Even if we accept those questionable and unrealistic assumptions above, we cannot therefore conclude that “increases in the minimum wage have no negative effects on unskilled workers.“ Here’s why:
Even if we assume that the same number of unskilled teenage workers are employed after a hike in the minimum wage and there is NO change in the teenage jobless rate (questionable assumptions), there are many OTHER adjustments that employers would make to offset the monetary increase in labor costs, which would make many unskilled workers worse off following an increase in the minimum wage:
1. Fewer hours – Unskilled workers might still be employed following an increase in the minimum wage, but at a reduced number of hours. Full-time workers now become part-time workers, e.g. restaurant workers are now forced to work a split-shift (e.g. 11 a.m. – 2 p.m. and 5 p.m. – 8 p.m.). Therefore, we would expect a negative relationship between: a) increases in the minimum wage and b) the number of hours worked, which wouldn’t be reflected in teenage employment levels (the BLS counts workers as “employed” whether they work 1 hour or 50 hours per week) or the teenage jobless rates.

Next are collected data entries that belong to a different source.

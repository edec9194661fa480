//! Position classification.

use crate::board::{Board, Outcome};
use crate::patterns::PatternLibrary;

use super::find_match;

/// Classifies a position as won, lost, tied or still open.
///
/// A position is `Won` when the user has completed a line, `Lost` when
/// the engine has, and `Tied` when all nine cells are marked with no
/// line on either side. Ordering does not matter for legal play, since
/// placement stops at the first completed line.
#[derive(Clone, Copy, Debug)]
pub struct ResultEngine {
    library: &'static PatternLibrary,
}

impl Default for ResultEngine {
    fn default() -> Self {
        Self::new()
    }
}

impl ResultEngine {
    #[must_use]
    pub fn new() -> Self {
        Self {
            library: PatternLibrary::global(),
        }
    }

    /// Evaluate `board` against the completed-line templates.
    #[must_use]
    pub fn evaluate(&self, board: &Board) -> Outcome {
        let case = board.case();

        for triple in &self.library.lines {
            if find_match(case, &triple.won, &triple.mask).is_some() {
                return Outcome::Won;
            }
        }
        for triple in &self.library.lines {
            if find_match(case, &triple.lost, &triple.mask).is_some() {
                return Outcome::Lost;
            }
        }
        if board.round() == 9 {
            return Outcome::Tied;
        }
        Outcome::Open
    }
}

As an example, suppose an unskilled, entry-level teenage worker is earning the current hourly minimum wage of $7.25, works 40 hours per week and earns $290 per week. After the proposed increase to $9.00 per hour, the employer reduces the worker’s hours to 30 per week, and he or she earns $270 per week, less than before the minimum wage increased.
2. Reduced benefits – Following minimum wage hikes, employers can adjust “total employee compensation” and offset higher monetary wages by reducing fringe benefits such as: a) no longer providing free or discounted uniforms and shifting the cost of uniforms to employees, b) no longer providing free food or food discounts for restaurant employees, c) reducing or eliminating “employee discounts” on the employer’s merchandise, d) eliminating paid holidays, e) eliminating scholarship programs, f) eliminating group discounts available through large companies like McDonald’s, g) eliminating employer sponsored or subsidized health care benefits, h) reducing or eliminating company holiday parties and picnics, etc.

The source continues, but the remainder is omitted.